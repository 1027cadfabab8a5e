//! Application configuration.

use serde::{Deserialize, Serialize};
use serde_json::Value;
use std::collections::HashMap;
use std::path::{Path, PathBuf};

use veilvault_common::{Error, Result};
use veilvault_crypto::EngineConfig;

/// Top-level configuration. Every field has a default, so an empty JSON
/// object is a valid configuration.
#[derive(Debug, Clone, Serialize, Deserialize)]
#[serde(default)]
pub struct AppConfig {
    /// Fallback tracing filter when `RUST_LOG` is not set.
    pub log_filter: String,
    pub engine: EngineConfig,
    /// Provider-specific configuration keyed by provider id, handed to the
    /// provider factory as-is.
    pub providers: HashMap<String, Value>,
}

impl Default for AppConfig {
    fn default() -> Self {
        Self {
            log_filter: "info".to_string(),
            engine: EngineConfig::default(),
            providers: HashMap::new(),
        }
    }
}

impl AppConfig {
    /// Default location: `<config dir>/veilvault/config.json`.
    pub fn default_path() -> PathBuf {
        dirs::config_dir()
            .unwrap_or_else(|| PathBuf::from("."))
            .join("veilvault")
            .join("config.json")
    }

    pub fn from_json(json: &str) -> Result<Self> {
        serde_json::from_str(json).map_err(|e| Error::Serialization(e.to_string()))
    }

    pub fn to_json(&self) -> Result<String> {
        serde_json::to_string_pretty(self).map_err(|e| Error::Serialization(e.to_string()))
    }

    /// Load from `path`. A missing file yields the defaults.
    pub async fn load(path: &Path) -> Result<Self> {
        match tokio::fs::read_to_string(path).await {
            Ok(json) => Self::from_json(&json),
            Err(e) if e.kind() == std::io::ErrorKind::NotFound => Ok(Self::default()),
            Err(e) => Err(e.into()),
        }
    }

    pub async fn save(&self, path: &Path) -> Result<()> {
        if let Some(parent) = path.parent() {
            tokio::fs::create_dir_all(parent).await?;
        }
        tokio::fs::write(path, self.to_json()?).await?;
        Ok(())
    }

    /// Configuration for one provider; `Null` when none is set.
    pub fn provider_config(&self, provider: &str) -> Value {
        self.providers.get(provider).cloned().unwrap_or(Value::Null)
    }
}

#[cfg(test)]
mod tests {
    use super::*;
    use std::time::Duration;
    use tempfile::TempDir;

    #[test]
    fn test_empty_object_is_default() {
        let config = AppConfig::from_json("{}").unwrap();
        assert_eq!(config.log_filter, "info");
        assert_eq!(config.engine.request_timeout, Duration::from_secs(30));
        assert_eq!(config.engine.startup_timeout, Duration::from_secs(10));
        assert!(config.provider_config("gdrive").is_null());
    }

    #[test]
    fn test_partial_override() {
        let config = AppConfig::from_json(
            r#"{
                "log_filter": "veilvault=debug",
                "engine": { "queue_depth": 8 },
                "providers": { "gdrive": { "page_size": 50 } }
            }"#,
        )
        .unwrap();
        assert_eq!(config.log_filter, "veilvault=debug");
        assert_eq!(config.engine.queue_depth, 8);
        assert_eq!(config.engine.request_timeout, Duration::from_secs(30));
        assert_eq!(config.provider_config("gdrive")["page_size"], 50);
    }

    #[test]
    fn test_invalid_json() {
        assert!(matches!(
            AppConfig::from_json("{not json"),
            Err(Error::Serialization(_))
        ));
    }

    #[tokio::test]
    async fn test_save_and_load() {
        let dir = TempDir::new().unwrap();
        let path = dir.path().join("nested").join("config.json");

        assert_eq!(AppConfig::load(&path).await.unwrap().log_filter, "info");

        let mut config = AppConfig::default();
        config.log_filter = "warn".to_string();
        config.save(&path).await.unwrap();
        assert_eq!(AppConfig::load(&path).await.unwrap().log_filter, "warn");
    }
}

(Brief): Collect every line above that contains the word "Value".

(Answer to this task):
use serde_json::Value;
    pub providers: HashMap<String, Value>,
    pub fn provider_config(&self, provider: &str) -> Value {
        self.providers.get(provider).cloned().unwrap_or(Value::Null)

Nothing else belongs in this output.